Keep striving to lead with your best self!

Dan

* As I said, I don’t want to be partisan in this column, but I must point out that the “balanced approach of cuts AND taxes” (call them what they are), which the President and I believe every Democrat is pushing for is actually evident in these poll results, where 66% of Americans believe we need both cuts and taxes to solve the crisis.

** I give credit to some of the purists like Ron Paul.  I don’t agree with the choices he suggests, but I admire him for having the intellectual honesty to admit America doesn’t have the wealth to be all things to all people and to push us to make hard choices.

*** My resistance to Senator McConnell flows from his opening salvo in this term when he said the number one priority was to defeat the President in the next election. In my view the leadership’s primary job over four years is to advance the country, not defeat the president. From the point of his making that statement -which to my awareness he’s never repudiated – casts doubt on his motivation and policy prescriptions. I suspect that downgrading America’s debt would have been laid at the steps of his party’s radical right wing, and I believe — according to his own words – that it was this as much as the good of the country that has led him to work for a compromise at this 11th hour.  (“The single most important thing we want to achieve is for President Obama to be a one-term president.” See:  Examiner.com Republican leader says GOP’s number one goal is defeating Obama in 2012 – National Political Buzz | Examiner.com http://www.examiner.com/political-buzz-in-national/republican-leader-says-gop-s-number-one-goal-is-defeating-obama-2012#ixzz1TipcRN8g

 

 

 

 

  • Restore Bush era tax cuts. How many are in favor of this? How many $ to lower the deficit are involved? So what if it is only 1/2 of the estimated $1800 Billion the NYT reported? Also, I loved the tape of Dennis Kucinich explaining how the war and congressional support was funneling the wealth of the USA into the hands of the few who benefited from private armies, the defense business and war profiteering. Try not to think of a war profiteer! Try not to think of a patriotic tax payer earning over $1M/year and not paying even 10% in taxes!

  • Why can’t they go on television and ask every American to cotribute $10.00 per family member and if they can afford it $20.00. We contribute to all other disasters with a telethon, why not ask We The People. I would be the first person in line to send them my money, CHARITY BEGINS AT HOME!~The TIP Lady

  • Thank you, Dan. Your words help and resonate with me. I hope I can mirror the same kind of leadership that you’re talking about.

  • Unfortunately, the problem is that we are trying to run an outdated business model for our entitlement programs. As you said last week Dan, concerning Borders, the government is trying to run entitlement programs using an outdated business model. As you so aptly stated last week regarding Borders, if we do not change our business models, say for example regarding Social Security, Medicaid and Medicare, we will become bankrupt, ala Borders. Demanding more money to run this outdated and impractical business model will not solve the problem. At some point, the government has to stop spending money it does not have. I realize that you did not appreciate the comment that the goal was to keep President Obama as a onetime President, but if a President, any President, is destroying the financial stability of the country, isn’t limiting his/her destruction a laudable goal?

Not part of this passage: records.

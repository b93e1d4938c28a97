//! Visibility polygon construction for a single light source.
//!
//! A source is traced from its apex: the meeting point of the two
//! boundary rays run backwards through the segment endpoints. From the
//! apex, rays are cast at both span boundaries and at every candidate
//! surface endpoint inside the span; endpoint hits survive only when
//! the surface faces the apex and a cast from the endpoint back toward
//! the apex confirms nothing occludes it.
//!
//! The confirmed hits, sorted by sweep order, are then reconciled into
//! a single polygon loop. Adjacent hits on different surfaces form a
//! clean corner when their locations coincide, get the shared corner
//! vertex inserted when their surfaces connect, and are otherwise
//! bridged by extending whichever ray skimmed a silhouette edge, or by
//! bisecting the sweep between them. Each maximal run of hits on one
//! surface becomes a fan, and every front-facing fan bounces a
//! secondary source for the next generation.

use std::collections::VecDeque;

use log::warn;

use crate::geom::angle::{self, AngularSpan};
use crate::geom::point::Point;
use crate::geom::ray::Ray;
use crate::geom::segment::LineSegment;
use crate::geom::vector::Vector;
use crate::room::Room;
use crate::sim::config::TraceConfig;
use crate::sim::falloff::Falloff;
use crate::sim::result::{IntensityAnchor, LitPolygon, RayHit, TraceResult};
use crate::sim::sources::LightSource;

/// Angular tolerance for span membership and near-tie hit ordering.
const ANGLE_EPS: f64 = 1e-9;

/// Traces a single light source through the room.
///
/// Returns an empty result when the reversed boundary rays never
/// converge (no apex exists) or when the source is below the
/// configured intensity floor.
pub fn trace_source(room: &Room, source: &LightSource, config: &TraceConfig) -> TraceResult {
    match SourceSweep::begin(room, source, config) {
        Some(sweep) => sweep.run(),
        None => TraceResult::new(),
    }
}

/// A maximal run of consecutive hits on one surface.
struct Fan {
    first: RayHit,
    last: RayHit,
    samples: Vec<f64>,
}

impl Fan {
    fn start(hit: RayHit, sample: f64) -> Self {
        Self {
            first: hit,
            last: hit,
            samples: vec![sample],
        }
    }

    fn extend(&mut self, hit: RayHit, sample: f64) {
        self.last = hit;
        self.samples.push(sample);
    }

    fn average(&self) -> f64 {
        self.samples.iter().sum::<f64>() / self.samples.len() as f64
    }
}

/// Closest forward intersection of a ray with a set of surfaces.
fn cast_among(
    room: &Room,
    eps: f64,
    ray: &Ray,
    ids: &[usize],
    skip: Option<usize>,
    total_rays: &mut usize,
) -> Option<(f64, Point, usize)> {
    *total_rays += 1;
    let mut closest: Option<(f64, Point, usize)> = None;
    for &id in ids {
        if skip == Some(id) {
            continue;
        }
        let Some(surface) = room.get(id) else { continue };
        if let Some((t, location)) = ray.intersect_segment(&surface.segment, eps) {
            match closest {
                None => closest = Some((t, location, id)),
                Some((best, _, _)) if t < best => closest = Some((t, location, id)),
                _ => {}
            }
        }
    }
    closest
}

/// One source's sweep through the room.
struct SourceSweep<'a> {
    room: &'a Room,
    config: &'a TraceConfig,
    falloff: Falloff,
    source: &'a LightSource,
    apex: Point,
    span: AngularSpan,
    /// Surfaces this source may hit.
    candidate_ids: Vec<usize>,
    /// Polygon loop under construction, starting at the source's p1.
    polygon: Vec<Point>,
    secondaries: Vec<LightSource>,
    rays: Vec<LineSegment>,
    total_rays: usize,
    corrections: usize,
    budget_warned: bool,
    max_hit_distance: f64,
}
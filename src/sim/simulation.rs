//! Multi-bounce trace driver.
//!
//! One trace runs in generations: generation 0 traces the emitters'
//! primary sources, and each following generation traces the secondary
//! sources bounced by the one before it. The run stops at the depth
//! limit or as soon as a generation spawns nothing bright enough to
//! trace.

use log::debug;

use crate::room::Room;
use crate::sim::builder;
use crate::sim::config::TraceConfig;
use crate::sim::result::{TraceOutput, TraceResult};
use crate::sim::sources::{Emitter, LightSource};

/// Drives tracing across bounce generations.
#[derive(Debug, Clone)]
pub struct Tracer {
    pub config: TraceConfig,
}

impl Tracer {
    pub fn new(config: TraceConfig) -> Self {
        Self { config }
    }

    /// Traces the emitters' current sources through up to `depth`
    /// generations: the primary one plus one per bounce.
    pub fn trace(&self, room: &Room, emitters: &[&dyn Emitter], depth: usize) -> TraceOutput {
        let sources = emitters
            .iter()
            .flat_map(|emitter| emitter.generate_sources())
            .collect();
        self.trace_sources(room, sources, depth)
    }

    /// Traces explicit source records, following bounces until `depth`
    /// generations have run or the light dies out.
    pub fn trace_sources(
        &self,
        room: &Room,
        sources: Vec<LightSource>,
        depth: usize,
    ) -> TraceOutput {
        let mut output = TraceOutput::new();
        let mut current = sources;
        for generation in 0..depth {
            current.retain(|source| source.intensity >= self.config.min_intensity);
            if current.is_empty() {
                break;
            }
            let mut result = TraceResult::new();
            for source in &current {
                result.merge(builder::trace_source(room, source, &self.config));
            }
            debug!(
                "generation {generation}: {} sources -> {} polygons, {} secondaries, {} rays",
                current.len(),
                result.lit_polygons.len(),
                result.light_sources.len(),
                result.total_rays,
            );
            current = result.light_sources.clone();
            output.generations.push(result);
        }
        output
    }
}

impl Default for Tracer {
    fn default() -> Self {
        Self::new(TraceConfig::default())
    }
}
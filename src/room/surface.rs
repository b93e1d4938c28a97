use anyhow::{Result, bail};
use serde::{Deserialize, Serialize};

use crate::{LineSegment, Vector};

/// A boundary segment of the environment.
///
/// The normal points toward the side the surface can be lit from; rays
/// arriving against the normal are front hits, rays arriving along it see
/// the dark back side. `visible_surface_ids` is a coarse author-supplied
/// list bounding which surfaces rays emitted from this one need to test.
#[derive(Debug, Clone, PartialEq, Serialize, Deserialize)]
pub struct Surface {
    /// Stable index into the room's surface list.
    pub id: usize,
    pub segment: LineSegment,
    /// Unit normal of the lit side.
    pub normal: Vector,
    /// Ids of surfaces worth testing for rays emitted from this surface.
    pub visible_surface_ids: Vec<usize>,
}

impl Surface {
    /// Creates a surface, normalizing the supplied normal.
    pub fn new(
        id: usize,
        segment: LineSegment,
        normal: Vector,
        visible_surface_ids: Vec<usize>,
    ) -> Result<Self> {
        if segment.length() < crate::geom::EPS {
            bail!("surface {id} has a zero-length segment");
        }
        let normal = match normal.normalize() {
            Some(n) => n,
            None => bail!("surface {id} has a zero-length normal"),
        };
        Ok(Self {
            id,
            segment,
            normal,
            visible_surface_ids,
        })
    }

    /// Direction angle of the lit-side normal.
    pub fn normal_angle(&self) -> f64 {
        self.normal.angle()
    }
}
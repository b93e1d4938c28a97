use serde::{Deserialize, Serialize};

use crate::geom::EPS;

/// Configuration for the visibility tracer.
///
/// All distances are in coordinate-space units (pixels in the original
/// environments); the defaults are visually tuned, not physically
/// derived.
#[derive(Debug, Clone, Serialize, Deserialize)]
pub struct TraceConfig {
    /// Geometric tolerance: point coincidence, parallel rejection,
    /// forward-ray cutoff and the back-facing margin. Default 1e-3.
    pub epsilon: f64,
    /// Distance at which light fades to zero. Default 650.0.
    pub falloff_range: f64,
    /// Sources dimmer than this are extinguished and never traced or
    /// emitted. Default 1e-3.
    pub min_intensity: f64,
    /// Maximum bisection depth when reconciling disjoint adjacent hits.
    /// Default 16.
    pub max_bisections: usize,
    /// Budget of hit re-insertions per traced source; reconciliation
    /// degrades to plain seams once spent. Default 64.
    pub max_corrections: usize,
    /// Collect per-ray diagnostic segments into the result. Ray counting
    /// is unconditional; this only gates the segment list. Default off.
    pub collect_rays: bool,
}

impl TraceConfig {
    pub fn new() -> Self {
        Self {
            epsilon: EPS,
            falloff_range: 650.0,
            min_intensity: 1e-3,
            max_bisections: 16,
            max_corrections: 64,
            collect_rays: false,
        }
    }
}

impl Default for TraceConfig {
    fn default() -> Self {
        Self::new()
    }
}

#[cfg(test)]
mod tests {
    use super::*;

    #[test]
    fn test_default_config() {
        let config = TraceConfig::new();
        assert_eq!(config.epsilon, 1e-3);
        assert_eq!(config.falloff_range, 650.0);
        assert!(!config.collect_rays);
        assert!(config.max_bisections > 0);
        assert!(config.max_corrections > 0);
    }
}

  • Your column was so timely as usual, and I’m reminded of my thoughts of Congress displaying an unbelievable lack of leadership in an inevitable process of raising the debt ceiling. The partisan bickering gets worse every year & dooms us to gridlock. And responding to Barbara’s comment above about Obama being a 1 term President–it isn’t 2012 yet. The Republican contenders will have enough airtime to bring him down in the campaign. For now it seems the best course of action is to do what’s right for the country.

  • It appears to me that the entire circus show was in the big tent and the resulting outcome is…..business as usual in Washington, DC. No real leadership there…..behind closed doors, it is the status quo, R & D alike, looking out for themselves and their lobbyist influenced handlers.